When a mother donates her breastmilk to a milk bank it is referred to as a 'gift' for vulnerable neonates. Breastmilk offers gut protection and prevents the life-threatening disease necrotising enterocolitis (NEC) associated with formula milk use. When a new mother cannot produce sufficient amounts of breast milk, NICU medical professionals promote this gift of donor milk as life-saving 'medicine'. Mauss (1925) understood gifts as creating and maintaining social relations. Donor breast milk is the bodily fluid, given as gift, that highlights the porous borders of these social bodies. This PhD will offer a novel approach to breastmilk ethnography by following the flow of the milk from the private sphere of the donor mothers home, to milk bank, to recipient mother/infant dyad in NICU and explore the beliefs, practices and processes surrounding it. Building on anthropological theories of gift and commodity, donor milk will be explored as both and contribute to a more nuanced understanding of these key anthropological concepts. This PhD will explore the use of donor breast milk within Scotland's NICUs as the bodily fluid that permeates the boundaries of bodies and state, kinship and mothers, nutrition and medicine. This is a timely issue as milk donation has risen three-fold in Scottish NICUs, despite Scottish breastfeeding rates remaining some of the lowest in the world (UNICEF). This PhD will offer novel insight to Scottish reproductive ethnography. The overarching questions to be asked are:
1. Milk as gift: why do mothers donate breast milk in Scotland? What does this involve?

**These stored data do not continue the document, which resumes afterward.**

//! Bundled default-configuration and language-catalog loading
//!
//! At startup the system reads two packaged JSON resources: a
//! default-settings document that overrides the compiled-in defaults, and a
//! language catalog for the options selectors. Both loads are best-effort —
//! any failure degrades to compiled-in values and the system keeps working.
//! The loader only ever affects defaults; a value the user explicitly saved
//! is never overwritten here.

use std::path::{Path, PathBuf};

use serde::{Deserialize, Serialize};
use serde_json::Value;
use tracing::debug;

use crate::error::{TranslateError, TranslateResult};
use crate::settings::Settings;

/// Bundled default-settings document, relative to the bundle root.
pub const SETTINGS_DATA_PATH: &str = "settings.json";
/// Bundled language catalog, relative to the bundle root.
pub const LANGUAGES_DATA_PATH: &str = "languages.json";

/// One selectable language.
#[derive(Debug, Clone, PartialEq, Eq, Serialize, Deserialize)]
pub struct LanguageOption {
    /// Language code, non-empty and unique within a list.
    pub code: String,
    /// Display name; defaults to the code when absent.
    pub label: String,
}

impl LanguageOption {
    pub fn new(code: impl Into<String>, label: impl Into<String>) -> Self {
        LanguageOption {
            code: code.into(),
            label: label.into(),
        }
    }
}

/// Minimal built-in catalog used when the bundled one cannot be loaded.
pub fn builtin_language_options() -> Vec<LanguageOption> {
    normalize_language_options(&serde_json::json!([
        { "code": "eng_Latn", "label": "English (Latin script)" },
        { "code": "vie_Latn", "label": "Vietnamese (Latin script)" },
    ]))
}

/// Optional overrides read from the bundled default-settings document.
///
/// Fields follow the same accept-only-if-well-typed rule as settings
/// normalization; anything absent or malformed stays `None`.
#[derive(Debug, Clone, Default, PartialEq)]
pub struct DefaultConfig {
    pub default_endpoint: Option<String>,
    pub default_source_lang: Option<String>,
    pub default_target_lang: Option<String>,
    pub developer_mode: Option<bool>,
    pub debug: Option<bool>,
}

impl DefaultConfig {
    /// Extract well-typed fields from a raw document.
    pub fn from_value(raw: &Value) -> TranslateResult<Self> {
        if !raw.is_object() {
            return Err(TranslateError::ConfigLoad(
                "default config root must be an object".to_string(),
            ));
        }

        let string_field = |key: &str| -> Option<String> {
            let trimmed = raw.get(key)?.as_str()?.trim();
            if trimmed.is_empty() {
                None
            } else {
                Some(trimmed.to_string())
            }
        };

        Ok(DefaultConfig {
            default_endpoint: string_field("defaultEndpoint"),
            default_source_lang: string_field("defaultSourceLang"),
            default_target_lang: string_field("defaultTargetLang"),
            developer_mode: raw.get("developerMode").and_then(Value::as_bool),
            // "debug" wins over the legacy "debugMode" spelling.
            debug: raw
                .get("debug")
                .and_then(Value::as_bool)
                .or_else(|| raw.get("debugMode").and_then(Value::as_bool)),
        })
    }

    /// Merge these overrides over a base settings value, field by field.
    pub fn apply_over(&self, base: &Settings) -> Settings {
        let mut merged = base.clone();
        if let Some(endpoint) = &self.default_endpoint {
            merged.endpoint = endpoint.clone();
        }
        if let Some(source) = &self.default_source_lang {
            merged.source_lang = source.clone();
        }
        if let Some(target) = &self.default_target_lang {
            merged.target_lang = target.clone();
        }
        if let Some(developer_mode) = self.developer_mode {
            merged.developer_mode = developer_mode;
        }
        merged
    }
}

/// Reads bundled resources from a directory (the extension-relative URL
/// resolution of the host platform becomes path resolution under this root).
#[derive(Debug, Clone)]
pub struct BundleLoader {
    root: PathBuf,
}

impl BundleLoader {
    pub fn new(root: impl Into<PathBuf>) -> Self {
        BundleLoader { root: root.into() }
    }

    fn read_json(&self, relative: &str) -> TranslateResult<Value> {
        let path = self.root.join(relative);
        let content = std::fs::read_to_string(&path).map_err(|e| {
            TranslateError::ConfigLoad(format!("Failed to read '{}': {}", path.display(), e))
        })?;
        serde_json::from_str(&content).map_err(|e| {
            TranslateError::ConfigLoad(format!("Failed to parse '{}': {}", path.display(), e))
        })
    }

    /// Load the bundled default-settings document.
    pub fn load_default_config(&self) -> TranslateResult<DefaultConfig> {
        let raw = self.read_json(SETTINGS_DATA_PATH)?;
        let config = DefaultConfig::from_value(&raw)?;
        debug!(?config, "Default config loaded");
        Ok(config)
    }

    /// Load the bundled language catalog.
    pub fn load_language_catalog(&self) -> TranslateResult<Vec<LanguageOption>> {
        let payload = self.read_json(LANGUAGES_DATA_PATH)?;
        let options = normalize_language_options(&payload);
        if options.is_empty() {
            return Err(TranslateError::ConfigLoad(
                "language catalog contained no usable entries".to_string(),
            ));
        }
        Ok(options)
    }

    /// Compiled-in defaults merged with whatever bundled overrides load.
    /// Loader failures are non-fatal and leave the compiled-in values intact.
    pub fn effective_defaults(&self) -> Settings {
        let base = Settings::default();
        match self.load_default_config() {
            Ok(config) => config.apply_over(&base),
            Err(e) => {
                debug!("Không thể tải cấu hình mặc định: {}", e);
                base
            }
        }
    }

    /// Bundled catalog, or the built-in two-entry list when loading fails.
    pub fn language_options_or_builtin(&self) -> Vec<LanguageOption> {
        match self.load_language_catalog() {
            Ok(options) => options,
            Err(e) => {
                debug!("Không thể tải danh sách ngôn ngữ: {}", e);
                builtin_language_options()
            }
        }
    }

    pub fn root(&self) -> &Path {
        &self.root
    }
}

/// Normalize one catalog entry: a bare code string or a `{code, label}`
/// object. Anything else yields an empty code and is dropped by the caller.
pub fn normalize_language_option(entry: &Value) -> LanguageOption {
    match entry {
        Value::String(code) => {
            let code = code.trim().to_string();
            LanguageOption::new(code.clone(), code)
        }
        Value::Object(map) => {
            let code = map
                .get("code")
                .and_then(Value::as_str)
                .map(str::trim)
                .unwrap_or("")
                .to_string();
            let label = map
                .get("label")
                .and_then(Value::as_str)
                .map(str::trim)
                .filter(|l| !l.is_empty())
                .unwrap_or(&code)
                .to_string();
            LanguageOption { code, label }
        }
        _ => LanguageOption::new("", ""),
    }
}

/// Normalize a raw catalog payload into a deduplicated, sorted option list.
///
/// The payload may be a bare array, or an object wrapping the list under
/// `languages`, `detailed` or `general` (checked in that order). Entries with
/// an empty code are dropped; duplicate codes keep the first-seen entry.
/// The result is sorted case-insensitively by label.
pub fn normalize_language_options(payload: &Value) -> Vec<LanguageOption> {
    let list = if let Some(list) = payload.as_array() {
        list.as_slice()
    } else {
        ["languages", "detailed", "general"]
            .iter()
            .find_map(|key| payload.get(*key).and_then(Value::as_array))
            .map(Vec::as_slice)
            .unwrap_or(&[])
    };

    let mut seen = std::collections::HashSet::new();
    let mut normalized: Vec<LanguageOption> = list
        .iter()
        .map(normalize_language_option)
        .filter(|option| !option.code.is_empty() && seen.insert(option.code.clone()))
        .collect();

    normalized.sort_by_key(|option| option.label.to_lowercase());
    normalized
}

2. Milk as medicine: what are the beliefs, practices and processes in transforming donor milk to NHS medicine and commodity? What does donor milk mean to those involved in this process?
3. Milk and the other mother: What does it mean to receive donated breast milk within Scotland's NICUs? What does donor milk contribute to both donor and recipient mother's 'motherwork'?

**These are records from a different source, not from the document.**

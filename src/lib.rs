//! Rebuild genetic programming expressions as trees and draw them for concrete inputs.
//!
//! 1. Describe the primitives an expression may use with a `PrimitiveSet`.
//! 2. Rebuild the expression's prefix-ordered token stream into a `Tree` with `Tree::of`.
//! 3. Draw the tree for some inputs with a `Drawer`. The value produced at every node is
//!    drawn beside it, as text or, for 2-D values, as an image.
//!
//! ```no_run
//! use gptree::{Drawer, PrimitiveSet, Tree};
//!
//! # fn main() -> gptree::Result<()> {
//! let mut pset = PrimitiveSet::new("MAIN");
//! pset.add_primitive("add", 2, |xs: &[i64]| Ok(xs[0] + xs[1]))?
//!     .add_argument("x")?
//!     .add_terminal("3", 3)?;
//!
//! let mut tree = Tree::of(["add", "x", "3"], &pset)?;
//! Drawer::new().save_graph("tree.png", &mut tree, &[7])?;
//! # Ok(())
//! # }
//! ```

pub mod draw;
pub mod error;
pub mod gp;

pub use draw::{draw_image, draw_nothing, draw_text, Canvas, DrawOptions, Drawer, GraphCanvas, RuleSet};
pub use error::{Error, Result, StructureError};
pub use gp::expr::{gen, Arity, Node, NodeId, Tree};
pub use gp::pset::{Kind, Primitive, PrimitiveSet};
pub use gp::value::{save_image, Grayscale, Matrix, Value, Visual};
//! Drawing evaluated expression trees.
//!
//! A `Drawer` evaluates a tree for some inputs, then walks it from the root adding every node
//! to a `Canvas`. How each node's value is drawn is decided by a `RuleSet`: an ordered list of
//! `(predicate, action)` pairs where the most recently registered rule whose predicate matches
//! the node wins.

use image::GrayImage;
use std::fmt;
use std::path::{Path, PathBuf};
use tracing::{debug, info, instrument};

use crate::error::{Error, Result};
use crate::gp::expr::{Arity, Node, NodeId, Tree};
use crate::gp::value::Visual;

pub mod canvas;

pub use self::canvas::{Canvas, GraphCanvas};

/// Decides whether a rule applies to a node.
pub type Predicate<V> = Box<dyn Fn(&Node<V>) -> bool>;

/// Draws a node's value onto the canvas.
pub type Action<V> = Box<dyn Fn(&mut dyn Canvas, &Node<V>) -> Result<()>>;

/// A single render rule.
pub struct Rule<V> {
    predicate: Predicate<V>,
    action: Action<V>,
}

/// An ordered collection of render rules. Later rules override earlier ones.
pub struct RuleSet<V> {
    rules: Vec<Rule<V>>,
}

/// The direction in which the layout program ranks the tree.
#[derive(Copy, Clone, Debug, PartialEq, Eq)]
pub enum RankDir {
    TopToBottom,
    BottomToTop,
    LeftToRight,
    RightToLeft,
}

/// Parameters for drawing and saving graphs.
#[derive(Clone, Debug, PartialEq)]
pub struct DrawOptions {
    /// The Graphviz program used to lay out and rasterize non-DOT outputs.
    pub layout_program: String,
    /// Where embedded images are written. Defaults to a directory beside the output.
    pub image_dir: Option<PathBuf>,
    /// The length in pixels of the longest side of each embedded image.
    pub thumbnail_px: u32,
    /// The size in inches of the box each embedded image is drawn in.
    pub thumbnail_inches: f32,
    pub rank_dir: RankDir,
}

/// Draws expression trees for concrete inputs.
pub struct Drawer<V> {
    rules: RuleSet<V>,
    options: DrawOptions,
}

// Work remaining while walking a tree onto a canvas.
enum Step<'a, V> {
    Visit(&'a Node<V>),
    Edge(NodeId, NodeId),
}

impl RankDir {
    pub fn as_str(&self) -> &'static str {
        match *self {
            RankDir::TopToBottom => "TB",
            RankDir::BottomToTop => "BT",
            RankDir::LeftToRight => "LR",
            RankDir::RightToLeft => "RL",
        }
    }
}

impl Default for DrawOptions {
    fn default() -> Self {
        DrawOptions {
            layout_program: "dot".to_string(),
            image_dir: None,
            thumbnail_px: 128,
            thumbnail_inches: 2.0,
            rank_dir: RankDir::TopToBottom,
        }
    }
}

impl DrawOptions {
    pub fn layout_program(mut self, program: impl Into<String>) -> Self {
        self.layout_program = program.into();
        self
    }

    pub fn image_dir(mut self, dir: impl Into<PathBuf>) -> Self {
        self.image_dir = Some(dir.into());
        self
    }

    pub fn thumbnail_px(mut self, px: u32) -> Self {
        self.thumbnail_px = px;
        self
    }

    pub fn thumbnail_inches(mut self, inches: f32) -> Self {
        self.thumbnail_inches = inches;
        self
    }

    pub fn rank_dir(mut self, rank_dir: RankDir) -> Self {
        self.rank_dir = rank_dir;
        self
    }
}

impl<V> RuleSet<V> {
    /// A rule set without any rules. Nothing can be drawn until a rule is registered.
    pub fn empty() -> Self {
        RuleSet { rules: vec![] }
    }

    /// Append a rule, taking precedence over all rules registered before it.
    pub fn register<P, A>(&mut self, predicate: P, action: A) -> &mut Self
    where
        P: Fn(&Node<V>) -> bool + 'static,
        A: Fn(&mut dyn Canvas, &Node<V>) -> Result<()> + 'static,
    {
        let rule = Rule { predicate: Box::new(predicate), action: Box::new(action) };
        self.rules.push(rule);
        self
    }

    /// Remove every rule, including the defaults.
    pub fn clear_defaults(&mut self) -> &mut Self {
        self.rules.clear();
        self
    }

    /// The action of the most recently registered rule that matches the node.
    pub fn resolve(&self, node: &Node<V>) -> Result<&Action<V>> {
        self.rules
            .iter()
            .rev()
            .find(|rule| (rule.predicate)(node))
            .map(|rule| &rule.action)
            .ok_or(Error::NoMatchingRule { node: node.id() })
    }

    pub fn len(&self) -> usize {
        self.rules.len()
    }

    pub fn is_empty(&self) -> bool {
        self.rules.is_empty()
    }
}

impl<V: Visual + 'static> RuleSet<V> {
    /// A rule set holding the default rules, in order of increasing precedence:
    ///
    /// 1. Every node's value is drawn as text.
    /// 2. Values that look like images are drawn as images.
    /// 3. Terminals that aren't arguments (i.e. constants) draw nothing.
    pub fn new() -> Self {
        let mut rules = Self::empty();
        rules
            .register(|_| true, draw_text)
            .register(|node| node.value().map_or(false, |v| v.is_image()), draw_image)
            .register(|node| node.arity() == 0 && !node.is_argument(), draw_nothing);
        rules
    }
}

impl<V: Visual + 'static> Default for RuleSet<V> {
    fn default() -> Self {
        Self::new()
    }
}

impl<V> fmt::Debug for RuleSet<V> {
    fn fmt(&self, f: &mut fmt::Formatter) -> fmt::Result {
        f.debug_struct("RuleSet").field("rules", &self.rules.len()).finish()
    }
}

impl<V: Visual + 'static> Drawer<V> {
    /// A drawer using the default rules and options.
    pub fn new() -> Self {
        Self::with_options(DrawOptions::default())
    }

    /// A drawer using the default rules.
    pub fn with_options(options: DrawOptions) -> Self {
        Drawer { rules: RuleSet::new(), options }
    }
}

impl<V: Visual + 'static> Default for Drawer<V> {
    fn default() -> Self {
        Self::new()
    }
}

impl<V: Visual> Drawer<V> {
    /// Register a rule that takes precedence over all rules registered before it.
    pub fn register<P, A>(&mut self, predicate: P, action: A) -> &mut Self
    where
        P: Fn(&Node<V>) -> bool + 'static,
        A: Fn(&mut dyn Canvas, &Node<V>) -> Result<()> + 'static,
    {
        self.rules.register(predicate, action);
        self
    }

    /// Remove every rule, including the defaults.
    pub fn clear_defaults(&mut self) -> &mut Self {
        self.rules.clear_defaults();
        self
    }

    pub fn rules(&self) -> &RuleSet<V> {
        &self.rules
    }

    pub fn rules_mut(&mut self) -> &mut RuleSet<V> {
        &mut self.rules
    }

    pub fn options(&self) -> &DrawOptions {
        &self.options
    }

    /// Evaluate `tree` for the given inputs and draw it onto `canvas`.
    ///
    /// Every node is added to the canvas labelled with its primitive's name, its value is
    /// drawn by the action of the winning rule, and an edge is added from each node to each of
    /// its children.
    #[instrument(level = "debug", skip_all, fields(nodes = tree.len()))]
    pub fn draw(&self, canvas: &mut dyn Canvas, tree: &mut Tree<V>, args: &[V]) -> Result<()> {
        tree.evaluate(args)?;
        let mut stack = vec![Step::Visit(tree.root())];
        while let Some(step) = stack.pop() {
            match step {
                Step::Visit(node) => {
                    canvas.add_node(node.id(), node.name());
                    let action = self.rules.resolve(node)?;
                    action(&mut *canvas, node)?;
                    // Each child's subtree is drawn before the edge leading to it.
                    for child in node.children().iter().rev() {
                        stack.push(Step::Edge(node.id(), child.id()));
                        stack.push(Step::Visit(child));
                    }
                }
                Step::Edge(parent, child) => canvas.add_edge(parent, child),
            }
        }
        Ok(())
    }

    /// Evaluate `tree` for the given inputs and draw it onto a new `GraphCanvas`.
    pub fn get_graph(&self, tree: &mut Tree<V>, args: &[V]) -> Result<GraphCanvas> {
        let mut canvas = GraphCanvas::new(self.options.clone());
        self.draw(&mut canvas, tree, args)?;
        Ok(canvas)
    }

    /// Evaluate `tree` for the given inputs, draw it and save the result to `path`.
    pub fn save_graph<P>(&self, path: P, tree: &mut Tree<V>, args: &[V]) -> Result<()>
    where
        P: AsRef<Path>,
    {
        let path = path.as_ref();
        let canvas = self.get_graph(tree, args)?;
        canvas.save(path)?;
        info!(path = %path.display(), nodes = canvas.node_count(), "saved tree graph");
        Ok(())
    }
}

impl<V> fmt::Debug for Drawer<V> {
    fn fmt(&self, f: &mut fmt::Formatter) -> fmt::Result {
        f.debug_struct("Drawer")
            .field("rules", &self.rules)
            .field("options", &self.options)
            .finish()
    }
}

/// Label the node with its value as text.
pub fn draw_text<V: Visual>(canvas: &mut dyn Canvas, node: &Node<V>) -> Result<()> {
    let value = node.value().ok_or(Error::NotEvaluated(node.id()))?;
    canvas.label(node.id(), &value.to_string());
    Ok(())
}

/// Draw the node's value as an image.
pub fn draw_image<V: Visual>(canvas: &mut dyn Canvas, node: &Node<V>) -> Result<()> {
    let value = node.value().ok_or(Error::NotEvaluated(node.id()))?;
    let image: GrayImage = value.as_image().ok_or(Error::NotAnImage(node.id()))?;
    debug!(node = %node.id(), dimensions = ?image.dimensions(), "embedding image");
    canvas.embed_image(node.id(), &image);
    Ok(())
}

/// Draw nothing for the node's value.
pub fn draw_nothing<V>(_canvas: &mut dyn Canvas, _node: &Node<V>) -> Result<()> {
    Ok(())
}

As a registered midwife in the NHS, I hold a unique and advantageous position to deliver this research in a familiar environment with existing connections as 'ethnographer at home'. Multiple sites of ethnographic work will be split into repetitive phases over the course of 12 months due to the requirement for donor milk to be used within 6 months (NICE, 2010). A multi-methods approach will utilise key anthropological research methods of participant observation, fieldwork notes, interviews and documentary analysis to triangulate and contextualise findings .

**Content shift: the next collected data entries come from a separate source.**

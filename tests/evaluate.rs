mod common;

use gptree::{Error, NodeId, Tree, Value};

use common::{arithmetic, gradient, imaging};

fn values(tree: &Tree<i64>) -> Vec<Option<i64>> {
    tree.nodes().map(|n| n.value().copied()).collect()
}

#[test]
fn add_x_3_evaluates_to_10() {
    let mut tree = Tree::of(["add", "x", "3"], &arithmetic()).unwrap();
    tree.evaluate(&[7]).unwrap();
    assert_eq!(tree.root().value(), Some(&10));
    assert_eq!(values(&tree), [Some(10), Some(7), Some(3)]);
}

#[test]
fn every_node_receives_its_own_value() {
    let mut tree = Tree::parse("sub(mul(x, y), neg(if_pos(x, 3, 1)))", &arithmetic()).unwrap();
    tree.evaluate(&[-2, 5]).unwrap();
    // sub(-10, neg(1)) = -9
    assert_eq!(
        values(&tree),
        [Some(-9), Some(-10), Some(-2), Some(5), Some(-1), Some(1), Some(-2), Some(3), Some(1)]
    );
}

#[test]
fn repeated_evaluation_is_deterministic_and_overwrites_values() {
    let mut tree = Tree::parse("add(mul(x, x), y)", &arithmetic()).unwrap();
    tree.evaluate(&[3, 1]).unwrap();
    let first = values(&tree);
    tree.evaluate(&[3, 1]).unwrap();
    assert_eq!(values(&tree), first);

    tree.evaluate(&[2, 0]).unwrap();
    assert_eq!(tree.root().value(), Some(&4));
    assert_eq!(tree.call(&[3, 1]).unwrap(), 10);
    assert_eq!(tree.root().value(), Some(&4));
}

#[test]
fn missing_inputs_are_an_argument_error() {
    let mut tree = Tree::of(["add", "x", "y"], &arithmetic()).unwrap();
    let err = tree.evaluate(&[1]).unwrap_err();
    assert!(matches!(err, Error::Argument { required: 2, provided: 1 }));
    assert!(tree.nodes().all(|n| n.value().is_none()));
}

#[test]
fn extra_inputs_are_ignored() {
    let mut tree = Tree::of(["neg", "x"], &arithmetic()).unwrap();
    tree.evaluate(&[4, 100, 1000]).unwrap();
    assert_eq!(tree.root().value(), Some(&-4));
}

#[test]
fn constant_trees_need_no_inputs() {
    let mut tree = Tree::of(["mul", "3", "3"], &arithmetic()).unwrap();
    tree.evaluate(&[]).unwrap();
    assert_eq!(tree.root().value(), Some(&9));
}

#[test]
fn primitive_failures_name_the_primitive() {
    let mut tree = Tree::of(["add", "1", "div", "x", "y"], &arithmetic()).unwrap();
    let err = tree.evaluate(&[1, 0]).unwrap_err();
    match err {
        Error::Primitive { ref name, ref source } => {
            assert_eq!(name, "div");
            assert_eq!(source.to_string(), "division by zero");
        }
        ref other => panic!("expected a primitive failure, got {:?}", other),
    }
    // Children evaluated before the failure keep their values.
    let x = tree.node(NodeId(3)).unwrap();
    assert_eq!(x.value(), Some(&1));
    assert!(tree.root().value().is_none());
}

#[test]
fn images_flow_through_the_tree() {
    let mut tree = Tree::parse("mean(scale(invert(img), 2))", &imaging()).unwrap();
    let img = gradient(2, 2);
    tree.evaluate(&[img.clone()]).unwrap();

    // invert: [1, 0, -1, -2]; scale by 2: [2, 0, -2, -4]; mean: -1
    assert_eq!(tree.root().value(), Some(&Value::Float(-1.0)));
    let img_node = tree.node(NodeId(3)).unwrap();
    assert_eq!(img_node.name(), "img");
    assert_eq!(img_node.value(), Some(&img));
}

#[test]
fn type_mismatches_surface_as_primitive_errors() {
    let mut tree = Tree::parse("invert(2)", &imaging()).unwrap();
    let err = tree.evaluate(&[gradient(1, 1)]).unwrap_err();
    assert!(matches!(err, Error::Primitive { ref name, .. } if name == "invert"));
}

#[test]
fn very_deep_chains_evaluate() {
    let mut tokens = vec!["neg"; 10_000];
    tokens.push("x");
    let mut tree = Tree::of(&tokens, &arithmetic()).unwrap();

    assert_eq!(tree.call(&[1]).unwrap(), 1);
    tree.evaluate(&[1]).unwrap();
    assert_eq!(tree.root().value(), Some(&1));
    assert_eq!(tree.node(NodeId(1)).and_then(|n| n.value()), Some(&-1));
    assert!(tree.nodes().all(|n| n.value().is_some()));
}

Phase 1: participant observation and interviews with donor mothers across Scotland, exploring what it means to donate, if they think about who the milk goes to and how this fits around their own 'motherwork'. Women will also be invited to record pictures and sound recordings of their expressing practices to provide visual, sense based content to the findings during dissemination.
Phase 2: Participant observation of transportation to the milk bank and storage, pasteurising and bacterial testing of the milk transforming to 'medicine'. Interviews with milk bank staff and volunteer couriers will build a picture of what donor milk means to them.
Phase 3: located within the two identified NICU sites of Glasgow and Dundee, chosen for their high rates of social deprivation and ethnic diversity. Participant observation of NICU staff will understand the practices involved in storing, handling, administrating donor milk. Documentary analysis of policies, including errors in use, can reflect those being observed. Interviews with NICU staff, mothers and partners will contextualise this observed data and explore how it relates to their own mothering identity work in NICU.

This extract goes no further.